Wszystko zaczęło się od tego, że na poczcie zaczepiła mnie starsza kobieta. Uskarżała się, że nie może spać podczas pełni i dodała, że jej wnuczka również ma taki problem. Od razu skojarzyłam, że już wcześniej wiele osób mi o tym mówiło. Postanowiłam to sprawdzić!
Naukowcy z amerykańskiego uniwersytetu Yale, przyglądając się napięciom w organizmie człowieka, zauważyli, że jego rytm jest związany z położeniem Księżyca wobec Ziemi. Badania wykazały, że zachowania i samopoczucie różnią się w poszczególnych fazach księżyca. Jest to szczególnie widoczne u osób umysłowo chorych. Stąd też w wielu językach słowa określające ludzi obłąkanych, chorych psychicznie pochodzą od słowa "luna" - czyli Księżyc.
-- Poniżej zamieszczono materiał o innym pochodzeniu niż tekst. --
//! Reverting an applied test.

use std::io;

use patchtester::PatchTesterConfig;
use patchtester::telemetry::{StderrJsonlTelemetrySink, TelemetryEvent, TelemetrySink};

use super::CliError;
use super::context::{LocalStores, OfflineGateway};
use super::output::write_revert_outcome;

/// Reverts applied test `test_id` from local backups.
///
/// # Errors
///
/// Returns the engine's failure. Unsafe failures may leave the tree partially
/// restored.
pub fn run(config: &PatchTesterConfig, test_id: u64) -> Result<(), CliError> {
    let stores = LocalStores::open(config)?;

    stores.engine(&OfflineGateway).revert(test_id)?;
    StderrJsonlTelemetrySink.record(TelemetryEvent::PatchReverted { test_id });

    write_revert_outcome(&mut io::stdout().lock(), test_id)
}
Faktem jest, że podczas pełni więcej się dzieje. Policja odnotowuje więcej przypadków przestępstw czy samobójstw. Statystyki pokazują, że do największej ilości wypadków dochodzi tuż przed pełnią i w jej trakcie. Za to tuż po nowiu jest ich znacznie mniej. Z pozytywnych aspektów podczas pełni odnotowuje się więcej narodzin. Na podstawie zapisków i pamiętników stwierdzono, że srebrna tarcza Księżyca była inspiracją dla wielu artystów i to właśnie podczas pełni powstało wiele wielkich dzieł.
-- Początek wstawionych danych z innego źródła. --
//! Mirroring open pull requests into the registry.

use std::io;

use patchtester::patch::map_persistence_read_error;
use patchtester::persistence::PullFilter;
use patchtester::telemetry::{StderrJsonlTelemetrySink, TelemetryEvent, TelemetrySink};
use patchtester::{PatchTesterConfig, PullListSynchronizer, PullRepository};
use tracing::info;

use super::CliError;
use super::context::{Registries, open_gateway};
use super::output::{write_sync_progress, write_sync_summary};

/// Synchronises every page of open pull requests, printing progress.
///
/// # Errors
///
/// Returns the first synchronisation failure. Pages stored before it are
/// kept.
pub async fn run(config: &PatchTesterConfig) -> Result<(), CliError> {
    let gateway = open_gateway(config)?;
    let registries = Registries::open(config)?;
    let mut synchronizer = PullListSynchronizer::new(
        &gateway,
        &registries.pulls,
        &registries.tests,
        config.sync_settings(),
    );

    let mut progress_error = None;
    let pages = synchronizer
        .sync_all(|page, last_page| {
            if let Err(error) = write_sync_progress(&mut io::stdout(), page, last_page) {
                progress_error.get_or_insert(error);
            }
        })
        .await?;
    if let Some(error) = progress_error {
        return Err(error);
    }

    StderrJsonlTelemetrySink.record(TelemetryEvent::PullsSynchronised { pages });
    let stored = registries
        .pulls
        .count(&PullFilter::default())
        .map_err(|error| map_persistence_read_error("count pull requests", &error))?;
    info!(pages, stored, "synchronisation finished");

    write_sync_summary(&mut io::stdout().lock(), pages, stored)
}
Doktor Eugen Jonas, naukowiec i lekarz, opracował specjalną teorie opartą na fazach księżyca dzięki której pomógł wielu kobietom z problemami z zajściem w ciążę. Zgodnie z teorią Jonasa największe pożądanie seksualne i zdolność poczęcia dziecka występuje wtedy gdy dni płodne w cyklu miesiączkowym pokrywają się z fazą Księżyca. Eugen jest autorem całego cyklu kosmobiologicznego.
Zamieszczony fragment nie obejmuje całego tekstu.